Continuing to look ahead for new uses for technology remains an important part of product development at the company.

In early November, Intel announced a new e-health line of systems—software and services designed for patients and health care providers. Their newest personal computer is customized to monitor vital signs and deliver health care information to elderly patients who are managing chronic health conditions at home. Intel provides the software needed to run both the new device and the computers used by health care professionals to track and communicate with patients.
In the future, Intel will look for more business in consumer markets in developing nations containing huge populations that are eager for technology.

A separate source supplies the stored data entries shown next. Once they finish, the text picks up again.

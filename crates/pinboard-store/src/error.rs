//! Error types for the store module.

use pinboard_core::{InviteToken, ResourceRef};
use thiserror::Error;

/// Errors that can occur during store operations.
#[derive(Debug, Error)]
pub enum StoreError {
    /// Database error from SQLite.
    #[error("database error: {0}")]
    Database(#[from] rusqlite::Error),

    /// A referenced record does not exist.
    #[error("{0} not found")]
    NotFound(ResourceRef),

    /// Another user already holds this username (compared case-insensitively).
    #[error("username already taken: {0}")]
    UsernameTaken(String),

    /// Another board already holds this invite token.
    #[error("invite token collision")]
    InviteTokenTaken(InviteToken),

    /// Invalid data in storage.
    #[error("invalid data: {0}")]
    InvalidData(String),

    /// Migration error.
    #[error("migration error: {0}")]
    Migration(String),

    /// The blocking worker running a query panicked or was cancelled.
    #[error("blocking task failed: {0}")]
    Task(String),

    /// The connection mutex was poisoned by a panicking holder.
    #[error("connection poisoned: {0}")]
    Poisoned(String),
}

/// Result type for store operations.
pub type Result<T> = std::result::Result<T, StoreError>;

“China is already the second-largest market for computers in the world, and it will pass the U.S. in the next couple of years,” Otellini predicts. But Intel’s future growth could also be found in Africa, where more cell phones are expected to be sold this year than in India, he said. “So, we are betting on that curve accelerating” as people in developing nations buy handheld devices and less expensive laptops that contain the computer chips produced by Intel.

Otellini received a bachelor's degree in economics from the University of San Francisco in 1972, and an MBA from the University of California, Berkeley, in 1974, the same year he joined Intel. In 2005, he became Intel’s fifth CEO. Previously, he’d served as Intel's president and chief operating officer, and in 2002 he was elected to Intel's board of directors.